Eating locally grown produce is beneficial to your local economy, the environment, and your health.

This is what the 100 Mile Diet is about. On average, the food sold in many stores is grown fifteen hundred miles from the store it is sold in. The quality and safety of the food is just one reason to eat foods that were grown and produced within one hundred miles from your home. It is not just important, but urgent, to begin buying your food from stores that sell locally grown produce. The transportation of these food products is creating unnecessary damage to the environment. The less consumers support businesses that sell food transported long distances, the less damage that will be done. More stores may even be influenced to begin buying locally. 

Exponentially, these steps to buy food locally grown, help the environment, and your body. Grow food in your own back yard or in a community garden. Taking this step will give you a great way to save money, develop a new hobby, and will be even more beneficial to your health. The foods you eat that you grow yourself will be the purest, least exposed to harmful carcinogens. Traveling from your back yard, or down the block is a fraction of the distance grown in a farm ninety-nine miles away. It will cost less money for you eat. This is a simple reason to begin growing your own produce. 

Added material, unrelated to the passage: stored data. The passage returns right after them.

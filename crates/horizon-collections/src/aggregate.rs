//! Aggregate calculations over item lists.

use std::fmt;
use std::str::FromStr;

use horizon_collections_core::logging::targets;

use crate::binding::Binding;
use crate::error::{CollectionError, Result};
use crate::record::{Record, SharedItem};
use crate::value::Value;

/// The kind of aggregate to calculate.
#[derive(Debug, Clone, Copy, Default, PartialEq, Eq, Hash)]
pub enum Aggregate {
    /// No aggregate. Asking for it is an error.
    #[default]
    None,
    /// Sum of numeric values.
    Sum,
    /// Count of non-null values.
    Cnt,
    /// Average of numeric values.
    Avg,
    /// Largest value.
    Max,
    /// Smallest value.
    Min,
    /// Difference between the largest and smallest values.
    Rng,
    /// Sample standard deviation.
    Std,
    /// Sample variance.
    Var,
    /// Population standard deviation.
    StdPop,
    /// Population variance.
    VarPop,
    /// Count of all items, including nulls.
    CntAll,
}

impl Aggregate {
    /// Every aggregate kind, in declaration order.
    pub const ALL: [Aggregate; 12] = [
        Aggregate::None,
        Aggregate::Sum,
        Aggregate::Cnt,
        Aggregate::Avg,
        Aggregate::Max,
        Aggregate::Min,
        Aggregate::Rng,
        Aggregate::Std,
        Aggregate::Var,
        Aggregate::StdPop,
        Aggregate::VarPop,
        Aggregate::CntAll,
    ];

    /// The lowercase name of the aggregate.
    pub fn name(self) -> &'static str {
        match self {
            Aggregate::None => "none",
            Aggregate::Sum => "sum",
            Aggregate::Cnt => "cnt",
            Aggregate::Avg => "avg",
            Aggregate::Max => "max",
            Aggregate::Min => "min",
            Aggregate::Rng => "rng",
            Aggregate::Std => "std",
            Aggregate::Var => "var",
            Aggregate::StdPop => "stdpop",
            Aggregate::VarPop => "varpop",
            Aggregate::CntAll => "cntall",
        }
    }
}

impl fmt::Display for Aggregate {
    fn fmt(&self, f: &mut fmt::Formatter<'_>) -> fmt::Result {
        f.write_str(self.name())
    }
}

impl FromStr for Aggregate {
    type Err = CollectionError;

    fn from_str(s: &str) -> Result<Self> {
        let lower = s.to_ascii_lowercase();
        Aggregate::ALL
            .into_iter()
            .find(|aggregate| aggregate.name() == lower)
            .ok_or_else(|| CollectionError::InvalidAggregate(s.to_owned()))
    }
}

/// Something an aggregate can be calculated over.
pub trait AggregateSource {
    /// The value to aggregate for this item.
    ///
    /// Returns `None` when the item itself is the value but cannot be
    /// expressed as a [`Value`]; such items count as non-null and
    /// non-numeric.
    fn aggregate_value(&self, binding: Option<&Binding>) -> Option<Value>;
}

impl AggregateSource for Value {
    fn aggregate_value(&self, binding: Option<&Binding>) -> Option<Value> {
        Some(match binding {
            Some(binding) => binding.get_from_value(self),
            None => self.clone(),
        })
    }
}

impl<R: Record> AggregateSource for SharedItem<R> {
    fn aggregate_value(&self, binding: Option<&Binding>) -> Option<Value> {
        binding.map(|binding| binding.get_value(&*self.read_recursive()))
    }
}

/// Calculate an aggregate over `items`.
///
/// `binding` selects the field to aggregate; without it the items
/// themselves are aggregated. Booleans count as `0`/`1` in numeric
/// aggregates. Variances and standard deviations are `0` when fewer than two
/// numeric values are present.
///
/// # Example
///
/// ```
/// use horizon_collections::{get_aggregate, Aggregate, Value};
///
/// let values = vec![Value::from(1), Value::from(2), Value::from(3)];
/// let sum = get_aggregate(Aggregate::Sum, &values, None).unwrap();
/// assert_eq!(sum, Value::from(6));
/// ```
pub fn get_aggregate<T: AggregateSource>(
    aggregate: Aggregate,
    items: &[T],
    binding: Option<&str>,
) -> Result<Value> {
    let binding = binding.map(Binding::new);
    let totals = || {
        let mut totals = Totals::default();
        for item in items {
            totals.add(item.aggregate_value(binding.as_ref()));
        }
        totals
    };

    let value = match aggregate {
        Aggregate::None => {
            tracing::warn!(target: targets::AGGREGATE, "aggregate requested without a kind");
            return Err(CollectionError::InvalidAggregate(aggregate.name().to_owned()));
        }
        Aggregate::CntAll => Value::from(items.len()),
        Aggregate::Cnt => Value::from(totals().count),
        Aggregate::Sum => Value::Float(totals().sum),
        Aggregate::Avg => Value::Float(totals().mean()),
        Aggregate::Max => totals().max.unwrap_or_default(),
        Aggregate::Min => totals().min.unwrap_or_default(),
        Aggregate::Rng => totals().range(),
        Aggregate::VarPop => Value::Float(totals().variance(false)),
        Aggregate::Var => Value::Float(totals().variance(true)),
        Aggregate::StdPop => Value::Float(totals().variance(false).sqrt()),
        Aggregate::Std => Value::Float(totals().variance(true).sqrt()),
    };
    tracing::trace!(target: targets::AGGREGATE, %aggregate, items = items.len(), "aggregate calculated");
    Ok(value)
}

/// Running totals collected in a single pass.
#[derive(Default)]
struct Totals {
    count: usize,
    numeric_count: usize,
    sum: f64,
    sum_of_squares: f64,
    min: Option<Value>,
    max: Option<Value>,
}

impl Totals {
    fn add(&mut self, value: Option<Value>) {
        let value = match value {
            None => {
                self.count += 1;
                return;
            }
            Some(Value::Null) => return,
            Some(value) => value,
        };

        self.count += 1;
        if let Some(number) = value.numeric().filter(|n| !n.is_nan()) {
            self.numeric_count += 1;
            self.sum += number;
            self.sum_of_squares += number * number;
        }

        if self
            .min
            .as_ref()
            .is_none_or(|min| value.compare(min) == Some(std::cmp::Ordering::Less))
        {
            self.min = Some(value.clone());
        }
        if self
            .max
            .as_ref()
            .is_none_or(|max| value.compare(max) == Some(std::cmp::Ordering::Greater))
        {
            self.max = Some(value);
        }
    }

    fn mean(&self) -> f64 {
        if self.numeric_count == 0 {
            0.0
        } else {
            self.sum / self.numeric_count as f64
        }
    }

    fn variance(&self, sample: bool) -> f64 {
        let n = self.numeric_count;
        if n <= 1 {
            return 0.0;
        }
        let mean = self.mean();
        let population = (self.sum_of_squares / n as f64 - mean * mean).max(0.0);
        if sample {
            population * n as f64 / (n - 1) as f64
        } else {
            population
        }
    }

    fn range(&self) -> Value {
        match (&self.min, &self.max) {
            (Some(Value::Date(min)), Some(Value::Date(max))) => {
                Value::from((*max - *min).num_milliseconds())
            }
            (Some(min), Some(max)) => match (min.numeric(), max.numeric()) {
                (Some(min), Some(max)) => Value::Float(max - min),
                _ => Value::Null,
            },
            _ => Value::Null,
        }
    }
}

The 100 mile diet is not just about produce. It includes meat, dairy, soaps, honey products, pet products, flowers, seeds, nuts, herbs, woolen products, and anything else that you can find in your community. Once you begin asking around at locally owned businesses, you will see that there are many ways to stop harming the environment. 

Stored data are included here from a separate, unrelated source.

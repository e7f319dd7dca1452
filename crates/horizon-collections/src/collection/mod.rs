//! Collection views over observable sources.
//!
//! # Core Types
//!
//! - `CollectionView`: Filters, sorts, groups and pages a source collection
//! - `SortDescription`: A sort key and direction
//! - `GroupDescription`: Decides which group an item belongs to at a level
//! - `CollectionViewGroup`: A node of the group tree
//! - `CollectionViewBuilder`: Configures and builds a view
//!
//! # Capability Traits
//!
//! - `ItemCollectionView`: Reading, cursor and shaping
//! - `EditableItemCollectionView`: Add/edit transactions and removal
//! - `PagedItemCollectionView`: Paging
//!
//! # Architecture Overview
//!
//! ```text
//! ┌──────────────────┐  changes  ┌──────────────────┐  events   ┌──────────┐
//! │ ObservableArray  │──────────>│  CollectionView  │──────────>│ Consumer │
//! │ (source items)   │           │ filter/sort/group│           │          │
//! └──────────────────┘           │ page/cursor      │<──────────│          │
//!          ^                     └──────────────────┘ add/edit  └──────────┘
//!          └───────────────────────────────┘ push/remove
//! ```

mod builder;
mod group;
mod sort;
mod traits;
mod view;

pub use builder::{CollectionViewBuilder, CollectionViewCapabilities, FilterFn, NewItemFn};
pub use group::{
    CollectionViewGroup, GroupDescription, GroupNameFn, GroupTreeDebug, PropertyGroupDescription,
    SharedGroupDescription,
};
pub use sort::{SortComparerFn, SortConverterFn, SortDescription};
pub use traits::{EditableItemCollectionView, ItemCollectionView, PagedItemCollectionView};
pub use view::{CollectionView, PageChangingEventArgs, SourceCollection, ViewChangedEvent};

It is not just the environment that benefits from the 100 mile diet. Studies have shown that when money is spent in locally owned businesses, forty-five percent of the revenues go back into the same community. When each community is more and more supported by residents who are locavores, the entire world is more self-sustaining and strong. Independence from food and products that must travel fifteen hundred miles is a powerful idea. 

Times are hard, the mainstream food supply industry is suspect, and health care is so expensive that there are a number of reasons for us to find ourselves stressed over what we do with our bodies. Considering the recent changes in rising sea levels, melting glaciers, hurricanes destroying cities and states in ways not seen for decades in the United States, the idea of becoming a locavore, is one comforting option in a whirl wind of concern. 

To start living the life of a locavore, you must begin a journey. This journey begins with researching farmer's markets in your community. Ask questions and enjoy the conversations you have with people who are on the same path. It is not difficult to find information for your specific area. Search for locavores online, and you will be stepping in the right direction. You will be surprised at how much you will be able to buy within the 100 mile diet. Take the first step, and begin to change the world. Become a locavore. Enjoy the taste of your grandma's freshly grown tomatos again. Stop eating exhaust fumes.